(Collected data)
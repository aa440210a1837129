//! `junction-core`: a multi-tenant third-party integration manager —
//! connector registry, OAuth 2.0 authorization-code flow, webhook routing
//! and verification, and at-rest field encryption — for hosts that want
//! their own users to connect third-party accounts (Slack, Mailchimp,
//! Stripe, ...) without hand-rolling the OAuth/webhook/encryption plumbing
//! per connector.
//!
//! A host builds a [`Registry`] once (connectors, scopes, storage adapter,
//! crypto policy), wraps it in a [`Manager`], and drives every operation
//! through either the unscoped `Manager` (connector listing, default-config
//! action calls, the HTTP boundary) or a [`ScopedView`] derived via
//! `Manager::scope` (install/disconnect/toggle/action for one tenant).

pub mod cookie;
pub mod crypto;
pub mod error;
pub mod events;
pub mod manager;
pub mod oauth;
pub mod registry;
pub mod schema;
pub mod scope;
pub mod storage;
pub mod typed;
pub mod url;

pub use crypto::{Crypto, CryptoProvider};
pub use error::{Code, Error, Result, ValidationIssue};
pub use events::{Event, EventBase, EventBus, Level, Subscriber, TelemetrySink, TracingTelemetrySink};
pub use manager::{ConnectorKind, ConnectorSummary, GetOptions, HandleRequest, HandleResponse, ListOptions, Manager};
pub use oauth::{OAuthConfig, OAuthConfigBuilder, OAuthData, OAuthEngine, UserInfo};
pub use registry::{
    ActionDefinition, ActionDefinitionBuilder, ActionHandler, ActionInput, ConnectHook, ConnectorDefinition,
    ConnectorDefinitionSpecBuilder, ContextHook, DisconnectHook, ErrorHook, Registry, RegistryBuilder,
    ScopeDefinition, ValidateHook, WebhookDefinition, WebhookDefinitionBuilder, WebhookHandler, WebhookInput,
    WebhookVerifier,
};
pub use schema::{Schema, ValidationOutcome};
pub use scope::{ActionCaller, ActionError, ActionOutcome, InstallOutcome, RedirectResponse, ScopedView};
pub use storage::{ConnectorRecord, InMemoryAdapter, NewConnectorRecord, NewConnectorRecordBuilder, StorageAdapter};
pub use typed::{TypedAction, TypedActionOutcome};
--
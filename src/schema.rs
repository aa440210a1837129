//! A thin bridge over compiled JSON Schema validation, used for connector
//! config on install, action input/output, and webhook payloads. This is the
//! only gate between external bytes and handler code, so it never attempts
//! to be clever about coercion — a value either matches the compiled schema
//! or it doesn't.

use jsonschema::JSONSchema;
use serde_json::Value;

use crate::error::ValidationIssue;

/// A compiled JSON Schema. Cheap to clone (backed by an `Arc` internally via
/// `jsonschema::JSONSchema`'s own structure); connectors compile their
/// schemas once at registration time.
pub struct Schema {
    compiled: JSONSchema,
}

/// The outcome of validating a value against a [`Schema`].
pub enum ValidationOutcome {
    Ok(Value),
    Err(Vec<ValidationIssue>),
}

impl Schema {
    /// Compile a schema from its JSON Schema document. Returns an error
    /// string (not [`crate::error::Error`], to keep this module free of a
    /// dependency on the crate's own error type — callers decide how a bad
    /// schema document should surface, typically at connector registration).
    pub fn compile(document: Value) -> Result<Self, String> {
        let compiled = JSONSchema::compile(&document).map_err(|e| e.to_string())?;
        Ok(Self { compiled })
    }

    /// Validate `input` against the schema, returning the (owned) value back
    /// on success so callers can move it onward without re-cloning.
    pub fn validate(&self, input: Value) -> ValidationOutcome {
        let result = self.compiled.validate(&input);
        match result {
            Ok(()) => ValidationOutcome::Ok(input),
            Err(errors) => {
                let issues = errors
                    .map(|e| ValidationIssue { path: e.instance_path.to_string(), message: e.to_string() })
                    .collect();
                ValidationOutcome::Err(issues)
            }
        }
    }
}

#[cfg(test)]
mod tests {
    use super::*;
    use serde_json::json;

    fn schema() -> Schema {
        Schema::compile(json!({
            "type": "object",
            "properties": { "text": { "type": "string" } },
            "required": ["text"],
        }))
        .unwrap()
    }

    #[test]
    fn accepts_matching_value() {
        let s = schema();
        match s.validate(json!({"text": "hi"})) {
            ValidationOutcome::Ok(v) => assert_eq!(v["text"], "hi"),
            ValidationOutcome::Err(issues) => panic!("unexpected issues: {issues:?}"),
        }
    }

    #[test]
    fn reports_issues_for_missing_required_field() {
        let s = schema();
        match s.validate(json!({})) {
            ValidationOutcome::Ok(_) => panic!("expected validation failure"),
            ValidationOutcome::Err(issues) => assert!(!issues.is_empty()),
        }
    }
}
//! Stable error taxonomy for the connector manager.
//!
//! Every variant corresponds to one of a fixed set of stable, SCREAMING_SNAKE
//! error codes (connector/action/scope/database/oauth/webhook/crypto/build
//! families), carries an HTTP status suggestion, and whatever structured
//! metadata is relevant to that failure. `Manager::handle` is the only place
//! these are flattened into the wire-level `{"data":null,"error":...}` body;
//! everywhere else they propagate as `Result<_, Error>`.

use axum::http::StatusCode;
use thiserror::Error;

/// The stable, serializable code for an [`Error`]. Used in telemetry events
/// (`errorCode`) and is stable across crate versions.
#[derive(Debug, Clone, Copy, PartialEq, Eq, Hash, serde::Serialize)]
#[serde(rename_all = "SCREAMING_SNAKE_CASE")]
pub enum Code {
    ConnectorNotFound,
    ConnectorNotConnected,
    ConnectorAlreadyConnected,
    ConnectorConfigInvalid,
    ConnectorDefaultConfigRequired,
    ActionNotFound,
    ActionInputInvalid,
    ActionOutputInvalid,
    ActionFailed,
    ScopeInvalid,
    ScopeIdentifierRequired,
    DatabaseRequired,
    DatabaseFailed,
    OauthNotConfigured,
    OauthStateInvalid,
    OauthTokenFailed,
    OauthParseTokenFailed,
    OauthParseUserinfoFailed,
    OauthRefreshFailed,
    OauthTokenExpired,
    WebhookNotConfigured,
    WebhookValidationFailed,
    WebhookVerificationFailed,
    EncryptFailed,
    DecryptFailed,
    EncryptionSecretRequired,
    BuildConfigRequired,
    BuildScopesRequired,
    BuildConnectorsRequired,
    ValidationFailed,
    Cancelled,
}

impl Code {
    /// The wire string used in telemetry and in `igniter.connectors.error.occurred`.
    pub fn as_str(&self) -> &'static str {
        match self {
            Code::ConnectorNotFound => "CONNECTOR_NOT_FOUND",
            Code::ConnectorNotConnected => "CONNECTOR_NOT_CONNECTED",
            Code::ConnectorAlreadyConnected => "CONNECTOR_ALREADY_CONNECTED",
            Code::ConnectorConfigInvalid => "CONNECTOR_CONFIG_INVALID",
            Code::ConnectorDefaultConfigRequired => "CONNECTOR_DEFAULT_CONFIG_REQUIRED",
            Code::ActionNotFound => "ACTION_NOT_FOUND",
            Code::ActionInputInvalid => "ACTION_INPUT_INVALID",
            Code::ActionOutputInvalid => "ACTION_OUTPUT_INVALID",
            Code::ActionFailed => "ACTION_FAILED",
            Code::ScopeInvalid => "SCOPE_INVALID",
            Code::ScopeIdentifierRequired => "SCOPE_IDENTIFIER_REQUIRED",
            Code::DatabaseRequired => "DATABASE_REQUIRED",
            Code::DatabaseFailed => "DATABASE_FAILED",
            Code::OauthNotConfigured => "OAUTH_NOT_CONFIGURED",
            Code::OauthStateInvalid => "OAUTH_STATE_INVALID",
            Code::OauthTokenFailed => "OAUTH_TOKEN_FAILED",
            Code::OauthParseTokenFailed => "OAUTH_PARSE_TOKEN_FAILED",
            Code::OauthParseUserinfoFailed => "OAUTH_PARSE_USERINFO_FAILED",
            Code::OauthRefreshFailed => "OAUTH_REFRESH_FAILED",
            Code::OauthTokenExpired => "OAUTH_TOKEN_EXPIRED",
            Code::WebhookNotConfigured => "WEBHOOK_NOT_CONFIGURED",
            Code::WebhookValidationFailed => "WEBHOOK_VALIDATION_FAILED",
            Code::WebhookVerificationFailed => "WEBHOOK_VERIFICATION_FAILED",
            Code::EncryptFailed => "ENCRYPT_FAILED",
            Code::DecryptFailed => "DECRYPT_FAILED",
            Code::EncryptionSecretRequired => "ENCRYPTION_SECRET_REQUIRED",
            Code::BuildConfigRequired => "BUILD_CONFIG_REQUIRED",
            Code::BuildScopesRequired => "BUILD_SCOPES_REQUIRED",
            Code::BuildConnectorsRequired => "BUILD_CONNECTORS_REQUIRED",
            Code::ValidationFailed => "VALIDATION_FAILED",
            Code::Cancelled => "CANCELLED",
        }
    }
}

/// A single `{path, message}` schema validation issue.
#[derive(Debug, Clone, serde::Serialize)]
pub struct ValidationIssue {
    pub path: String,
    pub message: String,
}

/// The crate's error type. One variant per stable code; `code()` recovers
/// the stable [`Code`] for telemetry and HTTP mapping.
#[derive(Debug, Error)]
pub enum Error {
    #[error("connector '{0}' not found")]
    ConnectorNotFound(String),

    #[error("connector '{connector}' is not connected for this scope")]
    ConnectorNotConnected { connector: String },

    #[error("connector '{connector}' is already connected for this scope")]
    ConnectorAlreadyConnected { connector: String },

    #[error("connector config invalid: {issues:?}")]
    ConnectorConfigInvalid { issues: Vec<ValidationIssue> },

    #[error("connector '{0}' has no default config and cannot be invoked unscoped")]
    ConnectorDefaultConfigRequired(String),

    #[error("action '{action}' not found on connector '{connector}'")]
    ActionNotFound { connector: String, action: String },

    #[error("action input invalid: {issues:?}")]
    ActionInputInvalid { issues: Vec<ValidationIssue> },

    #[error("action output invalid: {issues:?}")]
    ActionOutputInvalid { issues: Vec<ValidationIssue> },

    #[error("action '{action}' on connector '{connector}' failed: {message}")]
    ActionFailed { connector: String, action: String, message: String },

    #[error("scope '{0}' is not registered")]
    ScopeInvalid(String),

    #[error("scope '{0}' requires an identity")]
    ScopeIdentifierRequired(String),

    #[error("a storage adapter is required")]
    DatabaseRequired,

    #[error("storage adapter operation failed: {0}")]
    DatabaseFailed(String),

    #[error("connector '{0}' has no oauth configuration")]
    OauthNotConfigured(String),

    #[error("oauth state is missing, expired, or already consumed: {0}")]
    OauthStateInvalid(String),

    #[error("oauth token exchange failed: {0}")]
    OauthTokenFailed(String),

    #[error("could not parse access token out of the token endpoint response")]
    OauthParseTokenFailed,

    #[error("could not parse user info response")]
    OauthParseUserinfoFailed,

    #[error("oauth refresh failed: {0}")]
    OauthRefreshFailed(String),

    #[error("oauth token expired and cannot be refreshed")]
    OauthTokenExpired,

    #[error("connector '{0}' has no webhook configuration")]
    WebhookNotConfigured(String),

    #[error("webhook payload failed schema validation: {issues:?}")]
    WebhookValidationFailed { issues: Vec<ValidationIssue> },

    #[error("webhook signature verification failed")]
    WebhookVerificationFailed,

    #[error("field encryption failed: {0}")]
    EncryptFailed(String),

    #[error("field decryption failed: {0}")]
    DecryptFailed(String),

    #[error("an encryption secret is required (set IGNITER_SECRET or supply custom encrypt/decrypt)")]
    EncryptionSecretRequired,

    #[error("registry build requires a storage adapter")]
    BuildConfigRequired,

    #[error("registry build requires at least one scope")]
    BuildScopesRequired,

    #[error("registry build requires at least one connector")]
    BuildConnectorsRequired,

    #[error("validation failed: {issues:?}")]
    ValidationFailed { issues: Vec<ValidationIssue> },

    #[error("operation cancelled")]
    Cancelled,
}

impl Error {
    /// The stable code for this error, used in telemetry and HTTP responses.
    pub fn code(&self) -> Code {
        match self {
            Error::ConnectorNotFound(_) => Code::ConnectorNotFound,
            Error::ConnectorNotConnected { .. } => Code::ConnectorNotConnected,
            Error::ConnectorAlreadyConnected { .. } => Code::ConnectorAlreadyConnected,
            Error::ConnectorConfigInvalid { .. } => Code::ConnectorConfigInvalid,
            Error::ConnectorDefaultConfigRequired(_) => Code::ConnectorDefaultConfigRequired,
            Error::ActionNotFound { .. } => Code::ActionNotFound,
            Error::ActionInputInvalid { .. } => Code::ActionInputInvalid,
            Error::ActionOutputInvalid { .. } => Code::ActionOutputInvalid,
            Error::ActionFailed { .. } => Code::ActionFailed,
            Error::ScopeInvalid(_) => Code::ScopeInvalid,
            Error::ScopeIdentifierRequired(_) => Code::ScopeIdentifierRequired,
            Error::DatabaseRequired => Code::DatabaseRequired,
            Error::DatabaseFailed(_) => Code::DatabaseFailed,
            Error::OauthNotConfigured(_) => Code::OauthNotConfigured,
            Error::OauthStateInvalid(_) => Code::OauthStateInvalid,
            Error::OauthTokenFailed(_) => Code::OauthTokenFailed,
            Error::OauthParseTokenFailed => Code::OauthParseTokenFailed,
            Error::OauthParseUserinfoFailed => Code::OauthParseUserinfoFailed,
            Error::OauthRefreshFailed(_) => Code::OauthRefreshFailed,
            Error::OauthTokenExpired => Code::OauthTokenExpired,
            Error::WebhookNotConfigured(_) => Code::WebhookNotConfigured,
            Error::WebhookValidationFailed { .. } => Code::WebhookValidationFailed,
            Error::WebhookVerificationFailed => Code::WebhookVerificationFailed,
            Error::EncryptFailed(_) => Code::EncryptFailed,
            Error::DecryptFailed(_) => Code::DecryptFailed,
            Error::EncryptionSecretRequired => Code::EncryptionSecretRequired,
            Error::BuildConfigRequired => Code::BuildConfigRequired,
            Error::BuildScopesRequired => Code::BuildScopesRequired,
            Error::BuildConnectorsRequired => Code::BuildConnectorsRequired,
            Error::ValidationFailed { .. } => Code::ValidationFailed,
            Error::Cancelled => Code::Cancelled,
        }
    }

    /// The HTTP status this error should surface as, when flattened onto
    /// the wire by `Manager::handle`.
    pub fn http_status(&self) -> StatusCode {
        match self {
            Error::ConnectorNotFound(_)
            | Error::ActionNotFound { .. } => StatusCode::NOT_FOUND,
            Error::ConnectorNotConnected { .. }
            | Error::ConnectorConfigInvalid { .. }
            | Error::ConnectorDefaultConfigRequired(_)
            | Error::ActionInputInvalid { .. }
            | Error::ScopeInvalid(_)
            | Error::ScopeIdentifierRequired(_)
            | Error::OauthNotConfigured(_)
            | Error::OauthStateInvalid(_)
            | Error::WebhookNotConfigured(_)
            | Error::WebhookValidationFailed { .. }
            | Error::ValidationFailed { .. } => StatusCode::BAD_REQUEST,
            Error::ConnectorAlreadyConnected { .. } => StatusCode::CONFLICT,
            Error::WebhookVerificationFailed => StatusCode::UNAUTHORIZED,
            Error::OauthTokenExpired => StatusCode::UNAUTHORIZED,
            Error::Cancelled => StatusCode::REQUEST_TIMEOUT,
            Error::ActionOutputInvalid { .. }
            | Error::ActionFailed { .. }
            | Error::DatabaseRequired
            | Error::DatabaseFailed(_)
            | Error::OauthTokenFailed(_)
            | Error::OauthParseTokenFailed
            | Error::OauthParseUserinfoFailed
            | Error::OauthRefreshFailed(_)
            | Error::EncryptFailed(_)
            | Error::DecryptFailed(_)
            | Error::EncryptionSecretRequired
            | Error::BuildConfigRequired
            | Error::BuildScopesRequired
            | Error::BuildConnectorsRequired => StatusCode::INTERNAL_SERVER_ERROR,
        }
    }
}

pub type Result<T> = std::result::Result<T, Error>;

Try it: Search the entries for the word "OauthParseTokenFailed" and show every line that has it.

Result of the task:
    OauthParseTokenFailed,
            Code::OauthParseTokenFailed => "OAUTH_PARSE_TOKEN_FAILED",
    OauthParseTokenFailed,
            Error::OauthParseTokenFailed => Code::OauthParseTokenFailed,
            | Error::OauthParseTokenFailed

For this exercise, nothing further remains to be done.